While Opdyke may not be exactly famous in Baton Rouge, millions of Wall Street Journal readers have come to know the 42-year-old and his family through his popular weekend column, Love and Money, which he’s written from his Baton Rouge home office since 2002.
He welcomes readers into the personal nexus of finance and marriage, sharing everything from how he and his wife, Amy, handle money differently, to intimate family moments, such as a recent column about paying for speech therapy for their 5-year-old. “With tears in her eyes, our little girl responded that no one had played with her because, as she told Amy, ‘they don’t understand me,’” he recently wrote.

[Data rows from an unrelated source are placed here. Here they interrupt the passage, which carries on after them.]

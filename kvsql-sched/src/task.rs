//! Tasks: closures plus scheduling tags.

use crate::job::Job;

pub type TaskBody = Box<dyn FnOnce() + Send>;
/// Predicate polled by the watcher for conditional tasks.
pub type ConditionPredicate = Box<dyn Fn() -> bool + Send>;
/// Optional cancellation probe; checked before the predicate.
pub type CancelProbe = Box<dyn Fn() -> bool + Send>;
/// Continuation of a conditional task; the argument is true when the wait
/// ended because the cancellation probe fired.
pub type ConditionalContinuation = Box<dyn FnOnce(bool) + Send>;

pub(crate) enum TaskKind {
    Run(TaskBody),
    Conditional {
        predicate: ConditionPredicate,
        cancel: Option<CancelProbe>,
        continuation: ConditionalContinuation,
    },
}

/// A unit of work submitted to the scheduler.
pub struct Task {
    pub(crate) job: Job,
    pub(crate) kind: TaskKind,
    pub(crate) sticky: bool,
    pub(crate) in_transaction: bool,
    pub(crate) lightweight: bool,
}

impl Task {
    /// A plain task.
    pub fn run(job: Job, body: impl FnOnce() + Send + 'static) -> Self {
        Self {
            job,
            kind: TaskKind::Run(Box::new(body)),
            sticky: false,
            in_transaction: false,
            lightweight: false,
        }
    }

    /// A conditional task: the continuation runs once the predicate fires or
    /// the cancellation probe (if any) trips.
    pub fn conditional(
        job: Job,
        predicate: impl Fn() -> bool + Send + 'static,
        cancel: Option<CancelProbe>,
        continuation: impl FnOnce(bool) + Send + 'static,
    ) -> Self {
        Self {
            job,
            kind: TaskKind::Conditional {
                predicate: Box::new(predicate),
                cancel,
                continuation: Box::new(continuation),
            },
            sticky: false,
            in_transaction: false,
            lightweight: false,
        }
    }

    /// Sticky tasks are never stolen from their submission queue.
    pub fn sticky(mut self) -> Self {
        self.sticky = true;
        self
    }

    /// Tag as running inside a transaction. The core wraps such bodies with
    /// the transaction's task-use accounting.
    pub fn in_transaction(mut self) -> Self {
        self.in_transaction = true;
        self
    }

    /// Tag as lightweight; the hybrid scheduler runs these inline.
    pub fn lightweight(mut self, lightweight: bool) -> Self {
        self.lightweight = lightweight;
        self
    }
}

Love and Money will cease publication this summer as the Opdykes prepare for the move to a new home in Hong Kong. As a journalist he relishes the opportunity to report on China, which he sees as the biggest economic story of his lifetime.
It’ll be part of Opdyke’s new job to tell Journal readers about foreign companies. International investing has been his forte since 1995, when he committed to diversifying his family’s investments.
Moving to Hong Kong is daunting but exciting, he says. Amy, a hospital administrator, gets to spend more time at home with their young children, while the couple hopes the international experience will help prepare the youngsters for a radically different future in which a key skill for success just might be the ability to speak Mandarin.